The non-reflective may be grouped into three classes: (1) the impulsive, (2) the suggestible, (3) the frivolous. (1) Live but with a wide range in the present moment. Claude Bernard can be regarded as a type of the well-balanced impulsive; (2) are characterized by being always of the last speaker's opinion; they adapt themselves easily enough to their surroundings but have little personality of their own. (3) are unstable both in idea and in action; the frivolous child passes rapidly from toy to toy, the woman from lover to lover, the man will neglect an important engagement for some attraction of the moment.

The writer concludes this article which fills 30 pages by stating that the types sketched in the essay only present a section of personality, not the whole of the individual. In actual life there is never a true type but infinite gradations and contradictions.
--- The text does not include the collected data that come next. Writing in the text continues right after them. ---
//! Remote fee sources.
//!
//! Each source reports a unit price per tier in base units: millisatoshi per
//! byte for the UTXO chain, wei per gas for EVM chains. Sources may omit
//! tiers; the estimator fills the gaps.

use std::collections::BTreeMap;
use std::time::Duration;

use alloy::primitives::U256;
use async_trait::async_trait;
use serde::Deserialize;

use crate::blockchain::{BlockchainError, BlockchainResult, EsploraClient, EvmClient};
use crate::chain::{to_base_units, FeeTier};
use crate::config::TierValues;
use crate::fees::types::TierPrices;

/// A live source of per-tier unit prices.
#[async_trait]
pub trait FeeSource: Send + Sync {
    async fn unit_prices(&self) -> BlockchainResult<TierPrices>;

    /// Short label for logs and metadata.
    fn name(&self) -> &'static str;
}

/// Confirmation-target bucket for `tier`.
pub fn target_for(targets: &TierValues, tier: FeeTier) -> u32 {
    let blocks = match tier {
        FeeTier::Slow => targets.slow,
        FeeTier::Normal => targets.normal,
        FeeTier::Fast => targets.fast,
    };
    u32::try_from(blocks).unwrap_or(u32::MAX)
}

/// Available bucket closest to `wanted`; equal distance prefers the smaller
/// (faster) target. Never interpolates between buckets.
pub fn nearest_target(table: &BTreeMap<u32, f64>, wanted: u32) -> Option<(u32, f64)> {
    table
        .iter()
        .min_by_key(|(target, _)| (target.abs_diff(wanted), **target))
        .map(|(target, rate)| (*target, *rate))
}

/// sat/vB float from the indexer to integer millisat/byte.
fn millisat_per_byte(sat_per_vbyte: f64) -> Option<U256> {
    if !sat_per_vbyte.is_finite() || sat_per_vbyte < 0.0 {
        return None;
    }
    let millis = (sat_per_vbyte * 1000.0).ceil();
    if millis > u64::MAX as f64 {
        return None;
    }
    Some(U256::from(millis as u64))
}

/// Fee-per-byte table from an Esplora indexer, keyed by confirmation target.
pub struct EsploraFeeSource {
    client: EsploraClient,
    targets: TierValues,
}

impl EsploraFeeSource {
    pub fn new(client: EsploraClient, targets: TierValues) -> Self {
        Self { client, targets }
    }
}

#[async_trait]
impl FeeSource for EsploraFeeSource {
    async fn unit_prices(&self) -> BlockchainResult<TierPrices> {
        let table = self.client.fee_estimates().await?;
        let mut prices = TierPrices::new();
        for tier in FeeTier::ALL {
            let wanted = target_for(&self.targets, tier);
            if let Some((bucket, rate)) = nearest_target(&table, wanted) {
                if let Some(price) = millisat_per_byte(rate) {
                    tracing::debug!(tier = %tier, wanted, bucket, rate, "Resolved fee bucket");
                    prices.insert(tier, price);
                }
            }
        }
        Ok(prices)
    }

    fn name(&self) -> &'static str {
        "esplora"
    }
}

#[derive(Debug, Deserialize)]
struct GasOracleResponse {
    status: String,
    #[serde(default)]
    message: String,
    result: serde_json::Value,
}

#[derive(Debug, Default, Deserialize)]
#[serde(rename_all = "PascalCase")]
struct GasOracleResult {
    safe_gas_price: Option<String>,
    propose_gas_price: Option<String>,
    fast_gas_price: Option<String>,
}

/// Etherscan-compatible `gastracker/gasoracle` endpoint (gwei strings).
pub struct EtherscanGasOracle {
    http: reqwest::Client,
    url: String,
    api_key: Option<String>,
    timeout_secs: u64,
}

impl EtherscanGasOracle {
    pub fn new(url: String, api_key: Option<String>, timeout_secs: u64) -> BlockchainResult<Self> {
        let http = reqwest::Client::builder()
            .timeout(Duration::from_secs(timeout_secs))
            .build()
            .map_err(|e| BlockchainError::Rpc(format!("HTTP client: {}", e)))?;
        Ok(Self {
            http,
            url,
            api_key,
            timeout_secs,
        })
    }
}

fn gwei_to_wei(gwei: &str) -> Option<U256> {
    to_base_units(gwei.trim(), 9).ok()
}

#[async_trait]
impl FeeSource for EtherscanGasOracle {
    async fn unit_prices(&self) -> BlockchainResult<TierPrices> {
        let mut query = vec![("module", "gastracker"), ("action", "gasoracle")];
        if let Some(key) = &self.api_key {
            query.push(("apikey", key.as_str()));
        }

        let response = self
            .http
            .get(&self.url)
            .query(&query)
            .send()
            .await
            .map_err(|e| BlockchainError::from_reqwest(e, self.timeout_secs))?;
        let status = response.status();
        if !status.is_success() {
            return Err(BlockchainError::Rejected {
                status: Some(status.as_u16()),
                message: response.text().await.unwrap_or_default(),
            });
        }

        let body: GasOracleResponse = response
            .json()
            .await
            .map_err(|e| BlockchainError::Decode(format!("gas oracle: {}", e)))?;
        if body.status != "1" {
            // Etherscan reports errors with status "0" and the reason in `result`.
            return Err(BlockchainError::Rejected {
                status: None,
                message: format!("{}: {}", body.message, body.result),
            });
        }
        let result: GasOracleResult = serde_json::from_value(body.result)
            .map_err(|e| BlockchainError::Decode(format!("gas oracle result: {}", e)))?;

        let mut prices = TierPrices::new();
        let fields = [
            (FeeTier::Slow, result.safe_gas_price),
            (FeeTier::Normal, result.propose_gas_price),
            (FeeTier::Fast, result.fast_gas_price),
        ];
        for (tier, value) in fields {
            if let Some(wei) = value.as_deref().and_then(gwei_to_wei) {
                prices.insert(tier, wei);
            }
        }
        Ok(prices)
    }

    fn name(&self) -> &'static str {
        "gas_oracle"
    }
}

/// Node `eth_gasPrice` scaled to 90% / 100% / 125%.
pub struct NodeGasPrice {
    client: EvmClient,
}

impl NodeGasPrice {
    pub fn new(client: EvmClient) -> Self {
        Self { client }
    }
}

/// Percent of the node gas price used for each tier.
pub fn node_tier_percent(tier: FeeTier) -> u64 {
    match tier {
        FeeTier::Slow => 90,
        FeeTier::Normal => 100,
        FeeTier::Fast => 125,
    }
}

#[async_trait]
impl FeeSource for NodeGasPrice {
    async fn unit_prices(&self) -> BlockchainResult<TierPrices> {
        let base = U256::from(self.client.get_gas_price().await?);
        Ok(FeeTier::ALL
            .into_iter()
            .map(|tier| (tier, base * U256::from(node_tier_percent(tier)) / U256::from(100u64)))
            .collect())
    }

    fn name(&self) -> &'static str {
        "node_gas_price"
    }
}

#[cfg(test)]
mod tests {
    use super::*;
    use crate::config::BitcoinConfig;
    use wiremock::matchers::{method, path, query_param};
    use wiremock::{Mock, MockServer, ResponseTemplate};

    #[test]
    fn test_nearest_target_prefers_faster_on_tie() {
        let table: BTreeMap<u32, f64> = [(1, 40.0), (3, 20.0), (144, 1.0)].into_iter().collect();
        assert_eq!(nearest_target(&table, 2), Some((1, 40.0)));
        assert_eq!(nearest_target(&table, 6), Some((3, 20.0)));
        assert_eq!(nearest_target(&table, 1008), Some((144, 1.0)));
        assert_eq!(nearest_target(&BTreeMap::new(), 6), None);
    }

    #[test]
    fn test_millisat_conversion() {
        assert_eq!(millisat_per_byte(12.5), Some(U256::from(12_500u64)));
        assert_eq!(millisat_per_byte(1.0001), Some(U256::from(1_001u64)));
        assert_eq!(millisat_per_byte(-1.0), None);
        assert_eq!(millisat_per_byte(f64::NAN), None);
    }

    #[tokio::test]
    async fn test_esplora_source_maps_buckets() {
        let server = MockServer::start().await;
        Mock::given(method("GET"))
            .and(path("/fee-estimates"))
            .respond_with(ResponseTemplate::new(200).set_body_json(serde_json::json!({
                "2": 20.0, "6": 10.0, "144": 2.0
            })))
            .mount(&server)
            .await;

        let config = BitcoinConfig {
            esplora_url: server.uri(),
            ..BitcoinConfig::default()
        };
        let source = EsploraFeeSource::new(EsploraClient::new(&config).unwrap(), config.confirmation_targets);
        let prices = source.unit_prices().await.unwrap();
        assert_eq!(prices[&FeeTier::Fast], U256::from(20_000u64));
        assert_eq!(prices[&FeeTier::Normal], U256::from(10_000u64));
        assert_eq!(prices[&FeeTier::Slow], U256::from(2_000u64));
    }

    #[tokio::test]
    async fn test_gas_oracle_parses_gwei_and_skips_missing() {
        let server = MockServer::start().await;
        Mock::given(method("GET"))
            .and(path("/api"))
            .and(query_param("module", "gastracker"))
            .and(query_param("apikey", "KEY"))
            .respond_with(ResponseTemplate::new(200).set_body_json(serde_json::json!({
                "status": "1",
                "message": "OK",
                "result": {"SafeGasPrice": "20", "FastGasPrice": "31.5"}
            })))
            .mount(&server)
            .await;

        let oracle =
            EtherscanGasOracle::new(format!("{}/api", server.uri()), Some("KEY".to_string()), 5).unwrap();
        let prices = oracle.unit_prices().await.unwrap();
        assert_eq!(prices[&FeeTier::Slow], U256::from(20_000_000_000u64));
        assert_eq!(prices[&FeeTier::Fast], U256::from(31_500_000_000u64));
        assert!(!prices.contains_key(&FeeTier::Normal));
    }

    #[tokio::test]
    async fn test_gas_oracle_error_status() {
        let server = MockServer::start().await;
        Mock::given(method("GET"))
            .respond_with(ResponseTemplate::new(200).set_body_json(serde_json::json!({
                "status": "0",
                "message": "NOTOK",
                "result": "Max rate limit reached"
            })))
            .mount(&server)
            .await;

        let oracle = EtherscanGasOracle::new(server.uri(), None, 5).unwrap();
        let err = oracle.unit_prices().await.unwrap_err();
        assert!(err.to_string().contains("Max rate limit reached"));
    }
}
Psychologie pathologique et sociologie. (Cl. Blondel.)

The mental life of primitives as described by Lévy-Bruhl has resemblances with that of psychotics. Both are different in kind from that of civilized normal man and both have this in common: whereas the thinking of civilized man is characterized by its objectivity, that of primitives and of psychotics alike is characterized by its subjectivity. From this point of view sociology has certain values for psychopathology. Emphasis is laid upon the consideration that psychopathology can only describe mental mechanisms, discover the laws, but physiology alone can arrive at the causes of disturbed mental conditions. Incidentally Freud's views come in for criticism especially for his attempt to classify the various neuroses and psychoses almost exclusively from a psychological aetiology thus abandoning the more valuable clinical distinctions. But Freud's real merit is his dominant idea that psychology has to be entirely remade. Lévy-Bruhl's demonstration of the two modes of thought, the civilized and the savage-is a new point of departure for psychology and pathopsychology.

M. D. EDER.

PROCEEDINGS OF THE BRITISH PSYCHOLOGICAL SOCIETY, MEDICAL SECTION

(Previous notices in Journal, Vol. I, p. 96, Vol. II, p. 99, Vol. V, p. 64.)

1925.
January 28.

February 25.
March 25.
April 22.
May 27.
June 24.

Substitution. By M. D. EDER.

Some Aspects of the Inter-Relation between Bodily and Mental Dis-
ease. By N. H. M. BURKE.

The Conception of Sexuality. A Symposium opened by J. A. HADFIELD,
JAMES GLOVER and A. F. SHAND.

The 'Synthesis' of an Anxiety-Neurosis. By A. WOHLGEMUTH.
The Relation of the Pleasure-Pain Principle of Freud to the Question
of Growth. By LIONEL S. PENROSE.

An Irrelevant Accretion to the Freudian Theory. By IAN D. SUTTIE.